Marble, tile, and granite are three materials that can beautify the interior of any home, but they come with the requirement of special care. Cleaning is one of the things you need to do right enough and often enough to keep these surfaces looking their best, which is the only acceptable level of visual appeal they can exude. Here are some house cleaning tips in that regard.
This is basically a soft stone with pores and relatively low strength. That is why you can scratch it easily, and it also forms stains fairly quickly. If you clean it regularly, first dust the surface, and then buff it with a half-damp cloth to bring the shine back.

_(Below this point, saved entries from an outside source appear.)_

//! Room parts: measured areas added to or cut out of a room.
//!
//! A bay window or a kitchen island adds floor area; a chimney breast or a
//! low sloping-roof zone subtracts it. Parts are rectangles; the parent
//! room sums their signed areas (see [`super::Room::recompute_area`]).

use serde::{Deserialize, Serialize};
use uuid::Uuid;

use crate::errors::{SurveyError, SurveyResult};
use crate::units::{Feet, SqFt};

/// Whether a part adds to or subtracts from the room's area
#[derive(Debug, Clone, Copy, PartialEq, Eq, Hash, Serialize, Deserialize, Default)]
#[serde(rename_all = "lowercase")]
pub enum PartKind {
    #[default]
    Add,
    Subtract,
}

impl PartKind {
    /// Parse "add"/"+" or "subtract"/"-"
    pub fn from_str_flexible(s: &str) -> SurveyResult<Self> {
        match s.trim().to_lowercase().as_str() {
            "add" | "+" | "a" => Ok(PartKind::Add),
            "subtract" | "sub" | "-" | "s" => Ok(PartKind::Subtract),
            _ => Err(SurveyError::invalid_input("part.kind", s, "Expected 'add' or 'subtract'")),
        }
    }

    /// +1.0 for add parts, -1.0 for subtract parts
    pub fn sign(&self) -> f64 {
        match self {
            PartKind::Add => 1.0,
            PartKind::Subtract => -1.0,
        }
    }
}

/// Preset labels for common part situations. Display only.
#[derive(Debug, Clone, Copy, PartialEq, Eq, Hash, Serialize, Deserialize)]
#[serde(rename_all = "kebab-case")]
pub enum PartTemplate {
    #[serde(rename = "sloping-roof-2m")]
    SlopingRoofUnder2m,
    #[serde(rename = "sloping-roof-1m")]
    SlopingRoofUnder1m,
    Kitchen,
}

impl PartTemplate {
    /// All templates for UI selection
    pub const ALL: [PartTemplate; 3] = [
        PartTemplate::SlopingRoofUnder2m,
        PartTemplate::SlopingRoofUnder1m,
        PartTemplate::Kitchen,
    ];

    /// Get display name
    pub fn display_name(&self) -> &'static str {
        match self {
            PartTemplate::SlopingRoofUnder2m => "Sloping roof < 2m",
            PartTemplate::SlopingRoofUnder1m => "Sloping roof < 1m",
            PartTemplate::Kitchen => "Kitchen",
        }
    }
}

/// A rectangular area adjustment belonging to exactly one room
#[derive(Debug, Clone, PartialEq, Serialize, Deserialize)]
pub struct RoomPart {
    pub id: Uuid,
    pub name: String,
    pub kind: PartKind,
    #[serde(default, skip_serializing_if = "Option::is_none")]
    pub template: Option<PartTemplate>,
    pub width_ft: f64,
    pub length_ft: f64,
    /// Always `width_ft * length_ft`
    pub area_sqft: f64,
}

impl RoomPart {
    /// Validate a part request and assign it a fresh id.
    ///
    /// The name must be non-blank and both dimensions positive.
    pub fn create(request: NewRoomPart) -> SurveyResult<Self> {
        if request.name.trim().is_empty() {
            return Err(SurveyError::missing_field("part.name"));
        }
        let area = part_area(request.width_ft, request.length_ft)?;
        Ok(RoomPart {
            id: Uuid::new_v4(),
            name: request.name.trim().to_string(),
            kind: request.kind,
            template: request.template,
            width_ft: request.width_ft,
            length_ft: request.length_ft,
            area_sqft: area.value(),
        })
    }

    /// Re-check a part read from disk and rebuild its area from the dimensions.
    pub(crate) fn revalidate(&mut self) -> SurveyResult<()> {
        self.area_sqft = part_area(self.width_ft, self.length_ft)?.value();
        Ok(())
    }

    /// Area contribution to the parent room (negative for subtract parts)
    pub fn signed_area(&self) -> SqFt {
        SqFt(self.area_sqft * self.kind.sign())
    }
}

fn part_area(width_ft: f64, length_ft: f64) -> SurveyResult<SqFt> {
    for (field, value) in [("part.width_ft", width_ft), ("part.length_ft", length_ft)] {
        if !value.is_finite() || value <= 0.0 {
            return Err(SurveyError::invalid_input(
                field,
                value.to_string(),
                "Part dimensions must be greater than zero",
            ));
        }
    }
    Ok(Feet(width_ft) * Feet(length_ft))
}

/// Request to add a part to a room
#[derive(Debug, Clone, PartialEq, Serialize, Deserialize, Default)]
pub struct NewRoomPart {
    pub name: String,
    pub kind: PartKind,
    pub template: Option<PartTemplate>,
    pub width_ft: f64,
    pub length_ft: f64,
}

impl NewRoomPart {
    /// An area-adding part
    pub fn add(name: impl Into<String>, width_ft: f64, length_ft: f64) -> Self {
        NewRoomPart {
            name: name.into(),
            kind: PartKind::Add,
            template: None,
            width_ft,
            length_ft,
        }
    }

    /// An area-subtracting part
    pub fn subtract(name: impl Into<String>, width_ft: f64, length_ft: f64) -> Self {
        NewRoomPart {
            kind: PartKind::Subtract,
            ..NewRoomPart::add(name, width_ft, length_ft)
        }
    }

    /// Attach a template label
    pub fn with_template(mut self, template: PartTemplate) -> Self {
        self.template = Some(template);
        self
    }
}

#[cfg(test)]
mod tests {
    use super::*;

    #[test]
    fn test_create_computes_area() {
        let part = RoomPart::create(NewRoomPart::add("Bay window", 1.5, 2.0)).unwrap();
        assert_eq!(part.area_sqft, 3.0);
        assert_eq!(part.signed_area(), SqFt(3.0));
    }

    #[test]
    fn test_subtract_part_has_negative_contribution() {
        let part = RoomPart::create(NewRoomPart::subtract("Chimney", 1.0, 2.0)).unwrap();
        assert_eq!(part.signed_area(), SqFt(-2.0));
    }

    #[test]
    fn test_blank_name_rejected() {
        let err = RoomPart::create(NewRoomPart::add("   ", 1.0, 1.0)).unwrap_err();
        assert_eq!(err.error_code(), "MISSING_FIELD");
    }

    #[test]
    fn test_zero_or_negative_dimensions_rejected() {
        assert!(RoomPart::create(NewRoomPart::add("Nook", 0.0, 1.0)).is_err());
        assert!(RoomPart::create(NewRoomPart::add("Nook", 1.0, -2.0)).is_err());
        assert!(RoomPart::create(NewRoomPart::add("Nook", f64::NAN, 1.0)).is_err());
    }

    #[test]
    fn test_template_serialized_ids() {
        let json = serde_json::to_string(&PartTemplate::SlopingRoofUnder2m).unwrap();
        assert_eq!(json, "\"sloping-roof-2m\"");
        let json = serde_json::to_string(&PartTemplate::Kitchen).unwrap();
        assert_eq!(json, "\"kitchen\"");
    }

    #[test]
    fn test_part_kind_parse() {
        assert_eq!(PartKind::from_str_flexible("-").unwrap(), PartKind::Subtract);
        assert_eq!(PartKind::from_str_flexible("Add").unwrap(), PartKind::Add);
        assert!(PartKind::from_str_flexible("multiply").is_err());
    }
}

However, when there is deeper cleaning called for, you will need to use non-subsiding ammonia dropped onto a cleaning cloth, and wipe the surface with this before buffing. Afterward, use a commercial marble polish to bring the shine back. Abrasive cleaners are a no-go, and so are acid-based cleaners.
Prevention is the beat tack with granite countertops, so if you spill something, mop it up right then so it doesn’t get in. When setting beverages, use coasters, so the acids don’t dull the surface.
Make a liberally diluted solution of liquid dishwashing solution and dab on a clean cloth, and use that to clean the surface. Afterward, rinse it with a cloth soaked in clean water. Similarly to marble, granite should not be exposed to acid-based products, which could etch or dull the surface.
Ceramic tile countertops are of two types: glazed and unglazed. The former is tougher but cracks more easily; unglazed tile takes in cleaning products. Another issue is from the grout, which takes in moisture, as well as mold and mildew.
When cleaning regularly, especially with the glazed variety, it is best to use a non-abrasive spray cleaner. Windows cleaner is a good choice owing to the nice finish it leaves, but the more colored varieties best stay away from – they can discolor the porous grout, which is guaranteed to look bad when someone steps in the kitchen and lays eyes on the countertop.
For unglazed ceramic, use a natural sponge dampened lightly with an aqueous solution of non-soap detergent or commercial tile cleaner. And whatever you do, don’t use acid-based cleaners here either. That can cause the grout to break off, making the surrounding tiles wobble.